By way of contrast, the stats show that two Israelis have been killed and 52 wounded, illustrating the asymmetric nature of the conflict between Israel and the Palestinians. This fact is usually concealed by imposing equivalence on all loss of life, as well as the tendency to generalise the tally of killed and injured Palestinians while going into specifics when it comes to Israeli casualties. However, the prevailing difference in numbers should prompt the entire international community to review its deliberate acceptance of Israel using sophisticated military weapons against unarmed Palestinian civilians while creating a hypocritical furore about the rudimentary “incendiary kites”.
OCHA’s introduction to its graphics and statistics is completely dissociated from Israel’s colonial presence and intent. There are only two references to Israel with regard to the “perimeter fence with Gaza” and “excessive use of force by Israeli troops”, the latter, according to OCHA, having “raised concerns”. But the Gaza protest casualties are more than just statistics; where is the colonial context, UN?
Not for the first time, the legitimate Palestinian right of return is absent from the presentation. Instead, OCHA has focused on the protests and their aftermath in terms of humanitarian assistance without a colonial political context. The brief report states, “Despite significant assistance provided, addressing the resulting multi-sectoral needs of the mass influx of casualties remains challenging due to lack of funds, years of blockade, the internal divide and a chronic energy crisis.”

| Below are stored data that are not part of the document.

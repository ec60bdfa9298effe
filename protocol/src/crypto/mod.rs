//! Cryptographic primitives: ECDSA P-256 keypairs and signatures.

pub mod keys;

pub use keys::{KeyError, Keypair, PublicKey};
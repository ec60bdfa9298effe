//! # Round Coordinator
//!
//! The distinguished node that sequences mining rounds. It owns the
//! transaction queue fed by the HTTP intake, decides which candidate
//! block becomes the next chain tip, issues the reward, and broadcasts
//! the CONSENSUS signal that triggers chain propagation.
//!
//! ## Round lifecycle
//!
//! ```text
//! IDLE ──tx queued ∧ peers──▶ MINING ──first PROOF──▶ VALIDATING
//!   ▲                           ▲  │                      │
//!   │                           │  └──◀─queue empty───────┤ fail
//!   └────────── grace ──── CLOSING ◀───────pass───────────┘
//! ```
//!
//! The state machine itself ([`RoundState`]) is pure: it consumes
//! messages and deadline polls, and returns [`RoundAction`]s for the
//! surrounding event loop to execute against the transport. All round
//! state mutation happens on the loop task.

use std::collections::VecDeque;
use std::time::Instant;

use chrono::Utc;
use rand::distributions::{Distribution, WeightedIndex};
use rand::rngs::StdRng;
use rand::SeedableRng;
use thiserror::Error;
use tokio::sync::{mpsc, watch};
use tracing::{debug, error, info, warn};

use crate::config;
use crate::consensus::StrategyKind;
use crate::transaction::Transaction;
use crate::transport::{Transport, TransportError};
use crate::wire::{CandidateBlock, Command, LotteryEntry, Message, Payload, PeerAddress};

// ---------------------------------------------------------------------------
// Configuration
// ---------------------------------------------------------------------------

/// Timing and economics of a coordinator. Defaults mirror the protocol
/// constants; tests shrink the windows to keep rounds fast.
#[derive(Debug, Clone)]
pub struct CoordinatorConfig {
    /// Which agreement strategy the network runs. Controls whether
    /// STAKE entries are accepted and how failed validation recovers.
    pub mode: StrategyKind,
    /// How long BLOCK_VALID acks are collected per candidate.
    pub validation_window: std::time::Duration,
    /// Pause after CONSENSUS for chains to propagate.
    pub closing_grace: std::time::Duration,
    /// Lottery window opened by the first STAKE of a round.
    pub lottery_open: std::time::Duration,
    /// PING cadence.
    pub ping_period: std::time::Duration,
    /// Event loop cadence.
    pub loop_tick: std::time::Duration,
    /// Reward paid to the winning miner.
    pub reward: u64,
}

impl Default for CoordinatorConfig {
    fn default() -> Self {
        Self {
            mode: StrategyKind::ProofOfWork,
            validation_window: config::VALIDATION_WINDOW,
            closing_grace: config::CLOSING_GRACE,
            lottery_open: config::LOTTERY_OPEN,
            ping_period: config::PING_PERIOD,
            loop_tick: config::LOOP_TICK,
            reward: config::REWARD_AMOUNT,
        }
    }
}

/// Fatal coordinator failures. Everything transient is logged instead.
#[derive(Debug, Error)]
pub enum CoordinatorError {
    /// A send at a round-critical point failed: the MINE broadcast, the
    /// CONSENSUS broadcast, or the reward. A round that loses one of
    /// these cannot complete, so the coordinator aborts.
    #[error("round-critical send failed: {0}")]
    CriticalSend(#[from] TransportError),
}

// ---------------------------------------------------------------------------
// Round State Machine
// ---------------------------------------------------------------------------

/// Coordinator round phase.
#[derive(Debug, Clone, Copy, PartialEq, Eq)]
pub enum Phase {
    Idle,
    Mining,
    Validating,
    Closing,
}

/// What the state machine wants done on the network, in order.
#[derive(Debug, Clone, PartialEq)]
pub enum RoundAction {
    BroadcastMine(Transaction),
    BroadcastValidate(CandidateBlock),
    BroadcastConsensus,
    /// Send the reward transaction to the winning miner.
    Reward { miner: PeerAddress, amount: u64 },
    SendWinner(PeerAddress),
    RefundStake(LotteryEntry),
}

/// An open validation: the candidate under vote, its deadline, and the
/// acks collected so far.
#[derive(Debug)]
struct Validation {
    candidate: CandidateBlock,
    deadline: Instant,
    acks: usize,
}

/// The coordinator's round bookkeeping, free of I/O.
pub struct RoundState {
    mode: StrategyKind,
    validation_window: std::time::Duration,
    closing_grace: std::time::Duration,
    lottery_open: std::time::Duration,
    reward: u64,

    phase: Phase,
    tx_queue: VecDeque<Transaction>,
    candidate_queue: VecDeque<CandidateBlock>,
    lottery: Vec<LotteryEntry>,
    lottery_deadline: Option<Instant>,
    validating: Option<Validation>,
    closing_deadline: Option<Instant>,
    proof_found: bool,
    validated: bool,
}

impl RoundState {
    pub fn new(config: &CoordinatorConfig) -> Self {
        Self {
            mode: config.mode,
            validation_window: config.validation_window,
            closing_grace: config.closing_grace,
            lottery_open: config.lottery_open,
            reward: config.reward,
            phase: Phase::Idle,
            tx_queue: VecDeque::new(),
            candidate_queue: VecDeque::new(),
            lottery: Vec::new(),
            lottery_deadline: None,
            validating: None,
            closing_deadline: None,
            proof_found: false,
            validated: false,
        }
    }

    pub fn phase(&self) -> Phase {
        self.phase
    }

    pub fn queued_transactions(&self) -> usize {
        self.tx_queue.len()
    }

    /// Whether the current round's candidate passed network validation.
    pub fn validated(&self) -> bool {
        self.validated
    }

    /// Accepts a transaction into the mining queue.
    pub fn enqueue(&mut self, tx: Transaction) {
        info!(from = %tx.from, to = %tx.to, amount = tx.amount, "transaction queued");
        self.tx_queue.push_back(tx);
    }

    /// Handles PROOF: every candidate is queued, and the first one of a
    /// round opens validation.
    pub fn on_proof(&mut self, candidate: CandidateBlock, now: Instant) -> Vec<RoundAction> {
        match self.phase {
            Phase::Mining => {
                self.candidate_queue.push_back(candidate);
                if self.proof_found {
                    return Vec::new();
                }
                self.proof_found = true;
                info!("first proof received, running validation");
                self.start_validation(now)
            }
            Phase::Validating => {
                // Kept as fallback in case the current candidate fails.
                self.candidate_queue.push_back(candidate);
                Vec::new()
            }
            Phase::Idle | Phase::Closing => {
                debug!(miner = %candidate.miner, "dropping proof outside an open round");
                Vec::new()
            }
        }
    }

    /// Handles STAKE: the first entry of a round opens the lottery
    /// window. Zero stakes and stakes outside a PoS mining phase are
    /// dropped.
    pub fn on_stake(&mut self, entry: LotteryEntry, now: Instant) {
        if self.mode != StrategyKind::ProofOfStake {
            warn!(peer = %entry.peer, "dropping STAKE in proof-of-work mode");
            return;
        }
        if self.phase != Phase::Mining {
            debug!(peer = %entry.peer, "dropping STAKE outside the mining phase");
            return;
        }
        if entry.stake == 0 {
            warn!(peer = %entry.peer, "dropping zero-value stake");
            return;
        }
        if self.lottery.is_empty() {
            info!(
                window_secs = self.lottery_open.as_secs(),
                "first stake received, lottery window open"
            );
            self.lottery_deadline = Some(now + self.lottery_open);
        }
        info!(peer = %entry.peer, stake = entry.stake, "lottery entry received");
        self.lottery.push(entry);
    }

    /// Handles BLOCK_VALID: one more peer vouched for the candidate.
    pub fn on_block_valid(&mut self) {
        if let Some(validation) = &mut self.validating {
            validation.acks += 1;
            info!(acks = validation.acks, "validation ack received");
        } else {
            debug!("dropping BLOCK_VALID with no validation open");
        }
    }

    /// Drives every deadline and the idle→mining transition. Called
    /// once per loop tick with the current peer count.
    pub fn poll(&mut self, now: Instant, peer_count: usize) -> Vec<RoundAction> {
        let mut actions = Vec::new();

        // Lottery window expiry: draw a winner.
        if let Some(deadline) = self.lottery_deadline {
            if now >= deadline {
                self.lottery_deadline = None;
                if let Some(winner) = self.draw_lottery_winner() {
                    actions.push(RoundAction::SendWinner(winner));
                }
            }
        }

        // Validation window expiry: count the vote.
        if let Some(validation) = &self.validating {
            if now >= validation.deadline {
                actions.extend(self.finish_validation(now, peer_count));
            }
        }

        // Closing grace expiry: reset for the next round.
        if let Some(deadline) = self.closing_deadline {
            if now >= deadline {
                self.closing_deadline = None;
                self.lottery_deadline = None;
                self.candidate_queue.clear();
                self.proof_found = false;
                self.validated = false;
                self.phase = Phase::Idle;
                info!("mining session concluded");
            }
        }

        // Idle with work queued and at least one peer: open a round.
        if self.phase == Phase::Idle && !self.tx_queue.is_empty() && peer_count >= 1 {
            if let Some(tx) = self.tx_queue.pop_front() {
                info!("beginning a new mining session");
                self.candidate_queue.clear();
                self.proof_found = false;
                self.validated = false;
                self.phase = Phase::Mining;
                actions.push(RoundAction::BroadcastMine(tx));
            }
        }

        actions
    }

    /// Opens validation for the next queued candidate. An empty queue
    /// reopens mining.
    fn start_validation(&mut self, now: Instant) -> Vec<RoundAction> {
        let Some(candidate) = self.candidate_queue.pop_front() else {
            debug!("candidate queue empty, reopening proof acceptance");
            self.proof_found = false;
            self.phase = Phase::Mining;
            return Vec::new();
        };
        self.phase = Phase::Validating;
        self.validating = Some(Validation {
            candidate: candidate.clone(),
            deadline: now + self.validation_window,
            acks: 0,
        });
        vec![RoundAction::BroadcastValidate(candidate)]
    }

    /// Tallies an expired validation window against the quorum
    /// `ceil(peer_count / 2)` and either closes the round or recovers
    /// per strategy.
    fn finish_validation(&mut self, now: Instant, peer_count: usize) -> Vec<RoundAction> {
        let Some(validation) = self.validating.take() else {
            return Vec::new();
        };
        let quorum = peer_count.div_ceil(2);

        if validation.acks >= quorum {
            info!(
                acks = validation.acks,
                quorum, "validation successful, ending current mining session"
            );
            self.validated = true;
            let mut actions = vec![RoundAction::Reward {
                miner: validation.candidate.miner,
                amount: self.reward,
            }];
            actions.extend(self.enter_closing(now));
            return actions;
        }

        warn!(
            acks = validation.acks,
            quorum,
            miner = %validation.candidate.miner,
            "candidate failed network validation"
        );

        match self.mode {
            // Proof of work: fall through the candidate queue.
            StrategyKind::ProofOfWork => self.start_validation(now),

            // Proof of stake: the losing miner forfeits its stake and
            // the lottery is re-run over the remaining entries.
            StrategyKind::ProofOfStake => {
                let loser = validation.candidate.miner;
                self.lottery.retain(|entry| entry.peer != loser);
                info!(peer = %loser, "stake forfeited");

                self.proof_found = false;
                self.phase = Phase::Mining;
                if let Some(winner) = self.draw_lottery_winner() {
                    vec![RoundAction::SendWinner(winner)]
                } else {
                    warn!("no lottery entries left, reopening mining");
                    Vec::new()
                }
            }
        }
    }

    /// CONSENSUS out, stakes home, grace timer armed. The reward has
    /// already been emitted by the caller, preserving the
    /// reward-before-consensus ordering guarantee.
    fn enter_closing(&mut self, now: Instant) -> Vec<RoundAction> {
        self.phase = Phase::Closing;
        self.closing_deadline = Some(now + self.closing_grace);
        info!("broadcasting consensus, waiting for chains to propagate");

        let mut actions = vec![RoundAction::BroadcastConsensus];
        for entry in self.lottery.drain(..) {
            actions.push(RoundAction::RefundStake(entry));
        }
        actions
    }

    /// Weighted random choice over the lottery pool, stake as weight,
    /// PRNG seeded from the wall clock.
    fn draw_lottery_winner(&self) -> Option<PeerAddress> {
        let weights: Vec<u64> = self.lottery.iter().map(|entry| entry.stake).collect();
        let distribution = WeightedIndex::new(&weights).ok()?;
        let seed = Utc::now().timestamp_nanos_opt().unwrap_or_default() as u64;
        let mut rng = StdRng::seed_from_u64(seed);
        let winner = self.lottery[distribution.sample(&mut rng)].peer;
        info!(peer = %winner, "lottery winner drawn");
        Some(winner)
    }
}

What UN organisations identify as reasons behind the difficulties in offering humanitarian assistance are manifestations of colonial violence that have been trivialised by the international community as ongoing issues that do not deserve urgent political intervention. Almost a year since the protests started, the UN has made it a point to separate them from their right of return about which the Palestinians are demonstrating.
For the sake of convenience, as far as the UN is concerned the Palestinian right of return must remain confined to the relevant resolutions imbued with conditional agreements incumbent upon the Palestinians themselves. As long as the right of return is viewed, even by Palestinians, as a right conferred by the international community, the UN will continue to define both protests and Palestinian rights for an international audience, thus suffocating Palestinian voices and their role as a collective force striving for their liberation. If the UN truly wants an end to the killings, it must take several steps back to allow the Palestinian right of return to take shape on Palestinians’ terms.
The statistical impact will also be lost within such a framework, due to its contribution towards simplifying collective aims and struggle into numbers. All that can be expected out of such reports are regular updates as snipers continue their murderous target practice. It is shameful that the UN is still voicing concern and expecting Palestinians to resort to its institutions when the international community’s role is clearly to continue shaping the tragedy approved collectively prior to 1948.